use pollhub::{
    repositories::{
        poll_repository::SqlitePollRepository, user_repository::SqliteUserRepository,
    },
    services::{
        poll_service::{PollService, PollServiceError},
        CreatePollRequest,
    },
    test_utils::test_helpers,
};
use sqlx::SqlitePool;
use std::sync::Arc;

fn service_over(pool: SqlitePool) -> PollService {
    let users = Arc::new(SqliteUserRepository::new(pool.clone()));
    let polls = Arc::new(SqlitePollRepository::new(pool));
    PollService::new(polls, users)
}

#[tokio::test]
async fn test_create_poll_and_get() {
    let pool = test_helpers::create_test_db().await.unwrap();
    let user_id = test_helpers::insert_test_user(&pool, "alice@example.com", "password123", true)
        .await
        .unwrap();
    let service = service_over(pool);

    let summary = service
        .create_poll(
            user_id,
            CreatePollRequest {
                question: "Best language?".to_string(),
                description: Some("Pick one".to_string()),
                options: vec!["Rust".to_string(), "Go".to_string(), "Python".to_string()],
            },
        )
        .await
        .unwrap();

    assert_eq!(summary.question, "Best language?");
    assert_eq!(summary.options.len(), 3);
    assert_eq!(summary.total_votes, 0);
    assert_eq!(summary.created_by.id, user_id);
    assert!(summary.options.iter().all(|o| o.votes == 0 && o.percentage == 0.0));

    let fetched = service.get_poll(summary.id, None).await.unwrap();
    assert_eq!(fetched.id, summary.id);
}

#[tokio::test]
async fn test_create_poll_requires_two_options() {
    let pool = test_helpers::create_test_db().await.unwrap();
    let user_id = test_helpers::insert_test_user(&pool, "alice@example.com", "password123", true)
        .await
        .unwrap();
    let service = service_over(pool);

    let result = service
        .create_poll(
            user_id,
            CreatePollRequest {
                question: "Lonely option?".to_string(),
                description: None,
                options: vec!["Only one".to_string()],
            },
        )
        .await;

    assert!(matches!(result, Err(PollServiceError::Validation(_))));
}

#[tokio::test]
async fn test_vote_and_results_percentages() {
    let pool = test_helpers::create_test_db().await.unwrap();
    let owner = test_helpers::insert_test_user(&pool, "owner@example.com", "password123", true)
        .await
        .unwrap();
    let (poll_id, option_ids) =
        test_helpers::create_test_poll(&pool, owner, "Pizza?", &["Yes", "No", "Maybe"])
            .await
            .unwrap();

    let service = service_over(pool.clone());

    // Three voters: two for the first option, one for the second
    for (i, option) in [option_ids[0], option_ids[0], option_ids[1]].iter().enumerate() {
        let voter = test_helpers::insert_test_user(
            &pool,
            &format!("voter{}@example.com", i),
            "password123",
            true,
        )
        .await
        .unwrap();
        service.cast_vote(voter, poll_id, *option).await.unwrap();
    }

    let results = service.poll_results(poll_id).await.unwrap();
    assert_eq!(results.total_votes, 3);

    let by_id = |id: i64| results.options.iter().find(|o| o.id == id).unwrap();
    assert_eq!(by_id(option_ids[0]).votes, 2);
    assert_eq!(by_id(option_ids[0]).percentage, 66.67);
    assert_eq!(by_id(option_ids[1]).votes, 1);
    assert_eq!(by_id(option_ids[1]).percentage, 33.33);
    assert_eq!(by_id(option_ids[2]).votes, 0);
    assert_eq!(by_id(option_ids[2]).percentage, 0.0);
}

#[tokio::test]
async fn test_duplicate_vote_rejected() {
    let pool = test_helpers::create_test_db().await.unwrap();
    let owner = test_helpers::insert_test_user(&pool, "owner@example.com", "password123", true)
        .await
        .unwrap();
    let voter = test_helpers::insert_test_user(&pool, "voter@example.com", "password123", true)
        .await
        .unwrap();
    let (poll_id, option_ids) =
        test_helpers::create_test_poll(&pool, owner, "Pizza?", &["Yes", "No"])
            .await
            .unwrap();

    let service = service_over(pool);

    service.cast_vote(voter, poll_id, option_ids[0]).await.unwrap();

    // Second vote fails even when it targets a different option
    let result = service.cast_vote(voter, poll_id, option_ids[1]).await;
    assert!(matches!(result, Err(PollServiceError::DuplicateVote)));

    let results = service.poll_results(poll_id).await.unwrap();
    assert_eq!(results.total_votes, 1);
}

#[tokio::test]
async fn test_concurrent_duplicate_votes_single_winner() {
    let (pool, _db_file) = test_helpers::create_test_db_file().await.unwrap();
    let owner = test_helpers::insert_test_user(&pool, "owner@example.com", "password123", true)
        .await
        .unwrap();
    let voter = test_helpers::insert_test_user(&pool, "voter@example.com", "password123", true)
        .await
        .unwrap();
    let (poll_id, option_ids) =
        test_helpers::create_test_poll(&pool, owner, "Race?", &["Yes", "No"])
            .await
            .unwrap();

    let service = Arc::new(service_over(pool.clone()));

    // Two simultaneous votes from the same user; the unique constraint lets
    // exactly one through regardless of interleaving
    let (option_a, option_b) = (option_ids[0], option_ids[1]);
    let first = tokio::spawn({
        let service = service.clone();
        async move { service.cast_vote(voter, poll_id, option_a).await }
    });
    let second = tokio::spawn({
        let service = service.clone();
        async move { service.cast_vote(voter, poll_id, option_b).await }
    });

    let first = first.await.unwrap();
    let second = second.await.unwrap();

    assert_eq!(first.is_ok() as u8 + second.is_ok() as u8, 1);
    let loser = if first.is_ok() { second } else { first };
    assert!(matches!(loser, Err(PollServiceError::DuplicateVote)));

    let results = service.poll_results(poll_id).await.unwrap();
    assert_eq!(results.total_votes, 1);
}

#[tokio::test]
async fn test_vote_option_from_another_poll() {
    let pool = test_helpers::create_test_db().await.unwrap();
    let owner = test_helpers::insert_test_user(&pool, "owner@example.com", "password123", true)
        .await
        .unwrap();
    let (poll_a, _) = test_helpers::create_test_poll(&pool, owner, "A?", &["a1", "a2"])
        .await
        .unwrap();
    let (_, options_b) = test_helpers::create_test_poll(&pool, owner, "B?", &["b1", "b2"])
        .await
        .unwrap();

    let service = service_over(pool);

    let result = service.cast_vote(owner, poll_a, options_b[0]).await;
    assert!(matches!(result, Err(PollServiceError::OptionNotFound)));
}

#[tokio::test]
async fn test_vote_on_missing_poll() {
    let pool = test_helpers::create_test_db().await.unwrap();
    let voter = test_helpers::insert_test_user(&pool, "voter@example.com", "password123", true)
        .await
        .unwrap();
    let service = service_over(pool);

    let result = service.cast_vote(voter, 9999, 1).await;
    assert!(matches!(result, Err(PollServiceError::PollNotFound)));
}

#[tokio::test]
async fn test_list_polls_annotates_viewer_vote() {
    let pool = test_helpers::create_test_db().await.unwrap();
    let owner = test_helpers::insert_test_user(&pool, "owner@example.com", "password123", true)
        .await
        .unwrap();
    let viewer = test_helpers::insert_test_user(&pool, "viewer@example.com", "password123", true)
        .await
        .unwrap();
    let (poll_id, option_ids) =
        test_helpers::create_test_poll(&pool, owner, "Tabs or spaces?", &["Tabs", "Spaces"])
            .await
            .unwrap();

    let service = service_over(pool);
    service.cast_vote(viewer, poll_id, option_ids[1]).await.unwrap();

    let polls = service.list_polls(Some(viewer)).await.unwrap();
    let poll = polls.iter().find(|p| p.id == poll_id).unwrap();
    let user_vote = poll.user_vote.as_ref().unwrap();
    assert_eq!(user_vote.option_id, option_ids[1]);

    // Anonymous listing carries no vote annotation
    let polls = service.list_polls(None).await.unwrap();
    let poll = polls.iter().find(|p| p.id == poll_id).unwrap();
    assert!(poll.user_vote.is_none());
}

#[tokio::test]
async fn test_delete_poll_owner_only() {
    let pool = test_helpers::create_test_db().await.unwrap();
    let owner = test_helpers::insert_test_user(&pool, "owner@example.com", "password123", true)
        .await
        .unwrap();
    let other = test_helpers::insert_test_user(&pool, "other@example.com", "password123", true)
        .await
        .unwrap();
    let (poll_id, _) = test_helpers::create_test_poll(&pool, owner, "Mine?", &["Yes", "No"])
        .await
        .unwrap();

    let service = service_over(pool);

    let result = service.delete_poll(poll_id, other).await;
    assert!(matches!(result, Err(PollServiceError::NotOwner)));

    service.delete_poll(poll_id, owner).await.unwrap();

    let result = service.get_poll(poll_id, None).await;
    assert!(matches!(result, Err(PollServiceError::PollNotFound)));
}

#[tokio::test]
async fn test_delete_poll_cascades() {
    let pool = test_helpers::create_test_db().await.unwrap();
    let owner = test_helpers::insert_test_user(&pool, "owner@example.com", "password123", true)
        .await
        .unwrap();
    let voter = test_helpers::insert_test_user(&pool, "voter@example.com", "password123", true)
        .await
        .unwrap();
    let (poll_id, option_ids) =
        test_helpers::create_test_poll(&pool, owner, "Gone soon?", &["Yes", "No"])
            .await
            .unwrap();

    let service = service_over(pool.clone());
    service.cast_vote(voter, poll_id, option_ids[0]).await.unwrap();
    service.delete_poll(poll_id, owner).await.unwrap();

    let options: i64 = sqlx::query_scalar("SELECT COUNT(*) FROM options WHERE poll_id = ?")
        .bind(poll_id)
        .fetch_one(&pool)
        .await
        .unwrap();
    let votes: i64 = sqlx::query_scalar("SELECT COUNT(*) FROM votes WHERE poll_id = ?")
        .bind(poll_id)
        .fetch_one(&pool)
        .await
        .unwrap();
    assert_eq!(options, 0);
    assert_eq!(votes, 0);
}

#[tokio::test]
async fn test_user_stats() {
    let pool = test_helpers::create_test_db().await.unwrap();
    let owner = test_helpers::insert_test_user(&pool, "owner@example.com", "password123", true)
        .await
        .unwrap();
    let voter = test_helpers::insert_test_user(&pool, "voter@example.com", "password123", true)
        .await
        .unwrap();

    let (quiet_poll, _) = test_helpers::create_test_poll(&pool, owner, "Quiet?", &["Yes", "No"])
        .await
        .unwrap();
    let (busy_poll, busy_options) =
        test_helpers::create_test_poll(&pool, owner, "Busy?", &["Yes", "No"])
            .await
            .unwrap();

    let service = service_over(pool);
    service.cast_vote(voter, busy_poll, busy_options[0]).await.unwrap();
    service.cast_vote(owner, busy_poll, busy_options[1]).await.unwrap();

    let stats = service.user_stats(owner).await.unwrap();
    assert_eq!(stats.polls_created, 2);
    assert_eq!(stats.votes_cast, 1);
    assert_eq!(stats.total_votes_received, 2);
    let popular = stats.most_popular_poll.unwrap();
    assert_eq!(popular.id, busy_poll);
    assert_ne!(popular.id, quiet_poll);
}

#[tokio::test]
async fn test_my_votes_detail() {
    let pool = test_helpers::create_test_db().await.unwrap();
    let owner = test_helpers::insert_test_user(&pool, "owner@example.com", "password123", true)
        .await
        .unwrap();
    let voter = test_helpers::insert_test_user(&pool, "voter@example.com", "password123", true)
        .await
        .unwrap();
    let (poll_id, option_ids) =
        test_helpers::create_test_poll(&pool, owner, "Coffee?", &["Yes", "No"])
            .await
            .unwrap();

    let service = service_over(pool);
    service.cast_vote(voter, poll_id, option_ids[0]).await.unwrap();

    let votes = service.my_votes(voter).await.unwrap();
    assert_eq!(votes.len(), 1);
    assert_eq!(votes[0].poll_id, poll_id);
    assert_eq!(votes[0].poll_question, "Coffee?");
    assert_eq!(votes[0].option_text, "Yes");
}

◇ ◇ ◇

YOUR ASSIGNMENT>
Could you work out how many lines above contain the string "WHERE"? Only the number should be given.

THE ANSWER>
2